Flight MH17 was shot down over eastern Ukraine on July 17th, 2014. All 298 people on board, including 196 Dutch, were killed. Investigation by the Dutch Safety Board and the Joint Investigation Team (JIT) so far revealed that the Malaysian Airlines flight was shot down by a BUK missile system from the 53rd Anti-aircraft Brigade of the Russian Armed Forces, fired from a field in Ukraine that was under the control of pro-Russian separatists at the time.
The JIT tracked a convoy of nearly 50 military vehicles, including the BUK that shot down MH17, from a 53rd Brigade parking area in Kursk to the border of Ukraine between June 23rd and 25th, 2014 - a few weeks before MH17 was shot down. Australia and the Netherlands officially held Russia accountable for its role in the MH17 disaster - providing the missile that shot down the plane - in May last year.
In September Russia held a press conference in which the country said that the BUK missile was indeed made in Russia, but was in Ukrainian hands at the time of the disaster.

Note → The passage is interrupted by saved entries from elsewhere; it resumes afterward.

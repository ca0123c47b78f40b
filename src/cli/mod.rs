//! Command-line interface.

pub mod completions;
pub mod init;
pub mod output;
pub mod secrets;

use clap::{Parser, Subcommand};

/// Stowaway - end-to-end encrypted team secrets.
#[derive(Parser)]
#[command(
    name = "stowaway",
    about = "End-to-end encrypted secrets for teams",
    version
)]
pub struct Cli {
    /// Enable debug logging
    #[arg(short, long, global = true)]
    pub verbose: bool,

    #[command(subcommand)]
    pub command: Command,
}

/// Top-level commands.
#[derive(Subcommand)]
pub enum Command {
    /// Initialize a workspace in the current directory
    Init {
        /// Your name (defaults to the system user name)
        #[arg(short, long)]
        name: Option<String>,
    },

    /// List and manage secrets
    Secrets {
        /// Environment to act on (dev, test, staging, prod)
        #[arg(short, long, global = true)]
        env: Option<String>,

        /// Expand ${NAME} references in listed values (--expand=false to disable)
        #[arg(long, default_value_t = true, num_args = 0..=1, default_missing_value = "true", require_equals = true, action = clap::ArgAction::Set)]
        expand: bool,

        #[command(subcommand)]
        action: Option<SecretsAction>,
    },

    /// Generate shell completions
    Completions {
        /// Shell to generate completions for
        #[arg(value_enum)]
        shell: Shell,
    },
}

/// Supported shells for completions.
#[derive(clap::ValueEnum, Clone, Debug)]
pub enum Shell {
    Bash,
    Zsh,
    Fish,
    PowerShell,
}

/// Secrets subcommands.
#[derive(Subcommand)]
pub enum SecretsAction {
    /// Show the named secrets
    Get {
        /// Secret names (case-insensitive)
        #[arg(required = true)]
        names: Vec<String>,
    },

    /// Create or update secrets
    Set {
        /// Assignments in KEY=VALUE form
        #[arg(required = true)]
        assignments: Vec<String>,
    },

    /// Delete secrets; nothing is deleted if any name is unknown
    Delete {
        /// Secret names (case-insensitive)
        #[arg(required = true)]
        names: Vec<String>,
    },

    /// Print a .env.example built from the secrets' comments and tags
    GenerateExampleEnv,
}

/// Execute a CLI command.
pub fn execute(command: Command) -> crate::error::Result<()> {
    match command {
        Command::Init { name } => init::execute(name),
        Command::Secrets {
            env,
            expand,
            action,
        } => secrets::execute(env, expand, action),
        Command::Completions { shell } => completions::execute(shell),
    }
}
//! Domain types.

mod operation;
mod secret;

pub use operation::{OperationKind, SecretOperation};
pub use secret::{normalize_key, SealedSecret, SecretEntry, SecretType, Tag};
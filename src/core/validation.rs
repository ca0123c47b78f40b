//! Input validation for stowaway operations.
//!
//! Validates secret assignments and environment names before any
//! cryptographic or network work happens.

use crate::core::constants::ENVIRONMENTS;
use crate::error::{Result, ValidationError};

/// Validate a secret key name.
///
/// Keys cannot be empty and cannot start with a numeric character.
///
/// # Errors
///
/// Returns `ValidationError` if the key is invalid.
pub fn validate_key(key: &str) -> Result<()> {
    match key.chars().next() {
        None => Err(ValidationError::EmptyKey.into()),
        Some(first) if first.is_numeric() => {
            Err(ValidationError::LeadingDigit(key.to_string()).into())
        }
        Some(_) => Ok(()),
    }
}

/// Validate a secret value.
///
/// Secret values cannot be empty.
///
/// # Errors
///
/// Returns `ValidationError` if the value is empty.
pub fn validate_value(key: &str, value: &str) -> Result<()> {
    if value.is_empty() {
        return Err(ValidationError::EmptyValue(key.to_string()).into());
    }

    Ok(())
}

/// Validate an environment name.
///
/// # Errors
///
/// Returns `ValidationError::InvalidEnvironment` for anything outside
/// dev, test, staging and prod.
pub fn validate_environment(name: &str) -> Result<()> {
    if ENVIRONMENTS.contains(&name) {
        Ok(())
    } else {
        Err(ValidationError::InvalidEnvironment(name.to_string()).into())
    }
}

/// Split a `KEY=value` argument on the first `=`.
///
/// The value may itself contain `=`.
///
/// # Errors
///
/// Returns `ValidationError::MissingSeparator` if there is no `=`.
pub fn parse_assignment(arg: &str) -> Result<(String, String)> {
    arg.split_once('=')
        .map(|(key, value)| (key.to_string(), value.to_string()))
        .ok_or_else(|| ValidationError::MissingSeparator(arg.to_string()).into())
}
//! Stowaway - end-to-end encrypted team secrets.

use clap::Parser;
use tracing_subscriber::{fmt, prelude::*, EnvFilter};

use stowaway::cli::output;
use stowaway::cli::{execute, Cli};
use stowaway::error::{ConfigError, Error, KeyError};

fn main() {
    let cli = Cli::parse();

    // Initialize tracing subscriber with env-filter support
    let filter = EnvFilter::try_from_env("STOWAWAY_LOG").unwrap_or_else(|_| {
        if cli.verbose {
            EnvFilter::new("stowaway=debug")
        } else {
            EnvFilter::new("stowaway=warn")
        }
    });

    tracing_subscriber::registry()
        .with(filter)
        .with(
            fmt::layer()
                .with_target(false)
                .without_time()
                .with_writer(std::io::stderr),
        )
        .init();

    if let Err(e) = execute(cli.command) {
        let suggestion = match &e {
            Error::Config(ConfigError::NotInitialized) => Some("run: stowaway init"),
            Error::Key(KeyError::NoIdentity(_)) => Some("run: stowaway init"),
            Error::Config(ConfigError::StoreExists(_)) => {
                Some("remove the stale store, then run: stowaway init")
            }
            _ => None,
        };

        output::error(&e.to_string());
        if let Some(hint) = suggestion {
            output::hint(hint);
        }
        std::process::exit(1);
    }
}
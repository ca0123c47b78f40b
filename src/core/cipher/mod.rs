//! Cryptographic operations.
//!
//! Two layers:
//!
//! - **Envelope**: the project key travels wrapped in an asymmetric sealed box
//!   addressed to each member. [`recover_project_key`] opens it.
//! - **Fields**: every secret attribute is sealed with the project key using
//!   an authenticated symmetric cipher, alongside a deterministic hash of the
//!   plaintext used for change detection.
//!
//! ## Backends
//!
//! - **AES-256-GCM** ([`AesGcm`]): default field cipher, detached tag.
//! - **x25519 + XChaCha20-Poly1305** (`sealed_box`): envelope cipher.

use sha2::{Digest as _, Sha256};

use crate::core::types::Digest;
use crate::error::{CipherError, Result};

mod aes;
mod envelope;
mod field;
mod key;
mod sealed_box;

pub use aes::AesGcm;
pub use envelope::{recover_project_key, EncryptedEnvelope};
pub use field::SealedField;
pub use key::{KeyPair, ProjectKey, KEY_SIZE};

/// Field cipher trait.
///
/// Abstracts authenticated symmetric encryption of a single secret field so
/// the engine does not depend on a particular AEAD construction.
pub trait Cipher {
    /// Seal plaintext under the project key.
    ///
    /// # Errors
    ///
    /// Returns `CipherError` if the key is malformed or encryption fails.
    fn seal(&self, plaintext: &[u8], key: &ProjectKey) -> Result<SealedField>;

    /// Open a sealed field.
    ///
    /// # Errors
    ///
    /// Returns `CipherError::Integrity` if the tag does not verify.
    fn open(&self, field: &SealedField, key: &ProjectKey) -> Result<Vec<u8>>;

    /// Backend name, used in diagnostics.
    fn name(&self) -> &'static str;
}

/// Deterministic SHA-256 digest of `data`, lower-case hex.
///
/// No salt: identical plaintext hashes identically across runs and machines.
pub fn hash(data: &[u8]) -> Digest {
    hex::encode(Sha256::digest(data))
}

/// Seal a plaintext string with the default field cipher.
///
/// This is a convenience wrapper around `AesGcm::seal`.
///
/// # Errors
///
/// Returns `CipherError` if sealing fails.
pub fn seal(plaintext: &str, key: &ProjectKey) -> Result<SealedField> {
    AesGcm.seal(plaintext.as_bytes(), key)
}

/// Open a sealed field with the default field cipher.
///
/// This is a convenience wrapper around `AesGcm::open`.
///
/// # Errors
///
/// Returns `CipherError::Integrity` if authentication fails, or
/// `CipherError::InvalidUtf8` if the plaintext is not text.
pub fn open(field: &SealedField, key: &ProjectKey) -> Result<String> {
    let bytes = AesGcm.open(field, key)?;
    String::from_utf8(bytes).map_err(|_| CipherError::InvalidUtf8.into())
}
//! Liveness monitor and scoped-timeout supervisor (spec §4.F).

use std::sync::atomic::{AtomicI64, Ordering};
use std::sync::Arc;

use serde_json::json;
use tokio::task::JoinHandle;
use tokio::time::{Duration, Instant};

use crate::bus::{EventBus, VoiceEvent, VoiceEventType};

fn now_ms() -> i64 {
    chrono::Utc::now().timestamp_millis()
}

/// Tracks the last-seen instants the session cares about and periodically
/// checks them against configured thresholds, emitting `ConnectionDegraded`
/// / `ProviderTimeout` (debounced) through the bus.
pub struct Heartbeat {
    call_id: String,
    bus: EventBus,
    last_audio_received_ms: AtomicI64,
    last_provider_response_ms: AtomicI64,
    last_ws_activity_ms: AtomicI64,
    audio_silence_threshold: Duration,
    provider_silence_threshold: Duration,
    degraded_fired: std::sync::atomic::AtomicBool,
    provider_timeout_fired: std::sync::atomic::AtomicBool,
}

impl Heartbeat {
    pub fn new(
        call_id: impl Into<String>,
        bus: EventBus,
        audio_silence_threshold: Duration,
        provider_silence_threshold: Duration,
    ) -> Arc<Self> {
        let now = now_ms();
        Arc::new(Self {
            call_id: call_id.into(),
            bus,
            last_audio_received_ms: AtomicI64::new(now),
            last_provider_response_ms: AtomicI64::new(now),
            last_ws_activity_ms: AtomicI64::new(now),
            audio_silence_threshold,
            provider_silence_threshold,
            degraded_fired: std::sync::atomic::AtomicBool::new(false),
            provider_timeout_fired: std::sync::atomic::AtomicBool::new(false),
        })
    }

    pub fn touch_audio(&self) {
        self.last_audio_received_ms.store(now_ms(), Ordering::Relaxed);
        self.degraded_fired.store(false, Ordering::Relaxed);
    }

    pub fn touch_provider(&self) {
        self.last_provider_response_ms.store(now_ms(), Ordering::Relaxed);
        self.provider_timeout_fired.store(false, Ordering::Relaxed);
    }

    pub fn touch_ws(&self) {
        self.last_ws_activity_ms.store(now_ms(), Ordering::Relaxed);
    }

    /// Spawn the periodic monitor loop. Returns a handle the owner can
    /// abort on session teardown.
    pub fn spawn_monitor(self: &Arc<Self>, interval: Duration) -> JoinHandle<()> {
        let this = self.clone();
        tokio::spawn(async move {
            let mut ticker = tokio::time::interval(interval);
            loop {
                ticker.tick().await;
                this.check_once().await;
            }
        })
    }

    async fn check_once(&self) {
        let now = now_ms();
        let audio_silence = now - self.last_audio_received_ms.load(Ordering::Relaxed);
        if audio_silence as u128 > self.audio_silence_threshold.as_millis()
            && !self.degraded_fired.swap(true, Ordering::Relaxed)
        {
            self.bus
                .emit(VoiceEvent::new(
                    VoiceEventType::ConnectionDegraded,
                    &self.call_id,
                    json!({"audio_silence_ms": audio_silence}),
                ))
                .await;
        }

        let provider_silence = now - self.last_provider_response_ms.load(Ordering::Relaxed);
        if provider_silence as u128 > self.provider_silence_threshold.as_millis()
            && !self.provider_timeout_fired.swap(true, Ordering::Relaxed)
        {
            self.bus
                .emit(VoiceEvent::new(
                    VoiceEventType::ProviderTimeout,
                    &self.call_id,
                    json!({"provider_silence_ms": provider_silence}),
                ))
                .await;
        }
    }
}

/// A guard returned by [`timeout_scope`]; dropping it without calling
/// [`ScopeGuard::complete`] lets the scope's timer keep running in the
/// background task, which will emit `TRANSFER_TIMEOUT` for scopes whose
/// name is prefixed `transfer` once it expires.
pub struct ScopeGuard {
    handle: JoinHandle<()>,
    completed: Arc<std::sync::atomic::AtomicBool>,
}

impl ScopeGuard {
    /// Mark the scope as completed; the pending timer fires nothing further.
    pub fn complete(self) {
        self.completed.store(true, Ordering::SeqCst);
        self.handle.abort();
    }
}

impl Drop for ScopeGuard {
    fn drop(&mut self) {
        // Idempotent: aborting an already-aborted/finished task is a no-op.
        self.handle.abort();
    }
}

/// Start a named timeout scope. If not completed within `seconds`, emits a
/// bus event: `TransferTimeout` for scopes whose `name` starts with
/// `"transfer"`, `ProviderTimeout` otherwise.
pub fn timeout_scope(call_id: impl Into<String>, bus: EventBus, name: impl Into<String>, seconds: u64) -> ScopeGuard {
    let call_id = call_id.into();
    let name = name.into();
    let completed = Arc::new(std::sync::atomic::AtomicBool::new(false));
    let completed2 = completed.clone();
    let handle = tokio::spawn(async move {
        tokio::time::sleep_until(Instant::now() + Duration::from_secs(seconds)).await;
        if completed2.load(Ordering::SeqCst) {
            return;
        }
        let kind = if name.starts_with("transfer") {
            VoiceEventType::TransferTimeout
        } else {
            VoiceEventType::ProviderTimeout
        };
        bus.emit(VoiceEvent::new(kind, &call_id, json!({"scope": name})))
            .await;
    });
    ScopeGuard { handle, completed }
}
/// Drive one announced-transfer attempt: resolve the requested destination,
/// register the pending announcement under a synthetic id the b-leg's WS
/// connection will claim, optionally bind a dedicated listener from the
/// b-leg port range, and run `TransferManager::execute` to completion.
async fn spawn_transfer(
    state: Arc<AppState>,
    secretary_uuid: String,
    call_uuid: String,
    caller_id: String,
    data: Value,
) {
    let Some(session) = state.session(&call_uuid).await else {
        tracing::warn!(call_id = %call_uuid, "transfer requested for unknown session");
        return;
    };
    let a_leg_bus = session.bus().clone();

    let transfer_rules = match state.config_loader.transfer_rules(&secretary_uuid).await {
        Ok(rules) => rules,
        Err(e) => {
            tracing::error!(call_id = %call_uuid, error = %e, "failed to load transfer rules");
            return;
        }
    };

    let requested = data.get("destination").and_then(Value::as_str).unwrap_or_default().to_string();
    let caller_name = data
        .get("caller_name")
        .and_then(Value::as_str)
        .unwrap_or("the caller")
        .to_string();

    let Some(destination) = transfer_rules
        .destinations
        .iter()
        .find(|d| d.number == requested || d.aliases.iter().any(|a| a == &requested))
        .cloned()
    else {
        tracing::warn!(call_id = %call_uuid, requested, "transfer requested for unknown destination");
        return;
    };

    let ann_id = format!("ann-{}", uuid::Uuid::new_v4());
    let aux_bus = EventBus::new(200);
    let announcement = PendingAnnouncement {
        bus: aux_bus.clone(),
        prompt: "You are calling an internal attendant on behalf of a caller. Greet them briefly, \
                 announce who is calling and what about, then ask if they can take the call now. \
                 Call accept_transfer the moment they agree, or reject_transfer the moment they \
                 decline or are unavailable. Speak their language."
            .to_string(),
        greeting: format!("{caller_name} on the line about {requested}."),
    };
    state.register_announcement(ann_id.clone(), announcement).await;

    // Dedicated listener for the b-leg when a port range is configured;
    // otherwise the announcement leg shares the main listener.
    let mut b_leg_listener: Option<(u16, tokio::sync::oneshot::Sender<()>)> = None;
    let aux_base = match &state.b_leg_ports {
        Some(allocator) => match allocator.allocate().await {
            Some(port) => match bind_b_leg_listener(&state, port).await {
                Ok(shutdown) => {
                    b_leg_listener = Some((port, shutdown));
                    state.ws_base_with_port(port)
                }
                Err(e) => {
                    tracing::warn!(error = %e, port, "failed to bind b-leg listener, using main listener");
                    allocator.release(port).await;
                    state.public_ws_base.clone()
                }
            },
            None => {
                tracing::warn!("b-leg port range exhausted, using main listener");
                state.public_ws_base.clone()
            }
        },
        None => state.public_ws_base.clone(),
    };

    let session_for_reprompt = state.clone();
    let ann_id_for_reprompt = ann_id.clone();
    let reprompt_message = TransferConfig::default().reprompt_message.clone();
    let ctx = TransferContext {
        call_id: call_uuid.clone(),
        a_leg_uuid: call_uuid.clone(),
        caller_number: caller_id.clone(),
        caller_name,
        aux_ws_url: state.stream_url(&aux_base, &secretary_uuid, &ann_id, "attendant"),
        a_leg_ws_url: state.stream_url(&state.public_ws_base, &secretary_uuid, &call_uuid, &caller_id),
        reprompt: Some(Arc::new(move || {
            let state = session_for_reprompt.clone();
            let ann_id = ann_id_for_reprompt.clone();
            let message = reprompt_message.clone();
            tokio::spawn(async move {
                if let Some(aux) = state.session(&ann_id).await {
                    if let Err(e) = aux.prompt(&message).await {
                        tracing::warn!(error = %e, "failed to re-prompt attendant");
                    }
                }
            });
        })),
    };

    // Backstop for the whole attempt: if anything wedges past two minutes,
    // TRANSFER_TIMEOUT lands on the a-leg bus for the log/metrics.
    let scope = bridge_core::heartbeat::timeout_scope(call_uuid.clone(), a_leg_bus.clone(), "transfer_attempt", 120);

    let manager = TransferManager::new(state.switch.clone(), TransferConfig::default());
    let attempt = manager.execute(&ctx, &destination, &a_leg_bus, &aux_bus).await;
    scope.complete();

    // Cleanup is idempotent: the announcement may never have been claimed,
    // and the aux session may already be gone.
    state.take_announcement(&ann_id).await;
    if let Some(aux) = state.session(&ann_id).await {
        let _ = aux.stop("transfer_finished").await;
    }
    finish_call(&state, &ann_id).await;
    if let Some((port, shutdown)) = b_leg_listener {
        let _ = shutdown.send(());
        if let Some(allocator) = &state.b_leg_ports {
            allocator.release(port).await;
        }
    }

    match attempt {
        Ok(attempt) => {
            let outcome = match &attempt.outcome {
                TransferOutcome::Bridged => "bridged",
                TransferOutcome::Rejected { .. } => "rejected",
                TransferOutcome::Timeout => "timeout",
                TransferOutcome::ALegHangup => "a_leg_hangup",
                TransferOutcome::Error(_) => "error",
            };
            state
                .metrics
                .record_transfer(&secretary_uuid, outcome, attempt.duration.as_secs_f64());
            tracing::info!(call_id = %call_uuid, destination = %requested, outcome, "transfer attempt finished");
            if attempt.outcome == TransferOutcome::Bridged {
                let _ = session.stop("transferred").await;
                finish_call(&state, &call_uuid).await;
            }
        }
        Err(e) => tracing::error!(call_id = %call_uuid, error = %e, "transfer attempt failed"),
    }
}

Russia has been pointing the finger to Ukraine since the disaster happened. In October the Russian Ministry of Foreign Affairs said that it is willing to discuss MH17 liability with the Netherlands, "partly with the goal of looking professionally at the responsibility of Ukraine".
Holding countries liable is a complicated legal process. In this case, the Netherlands and Australia holding Russia liable for its role in the MH17 disaster is separate from the criminal investigation and the possible prosecution of the perpetrators. If the three countries fail to reach an agreement on Russia's liability, the Netherlands and Australia can take the matter to an international court.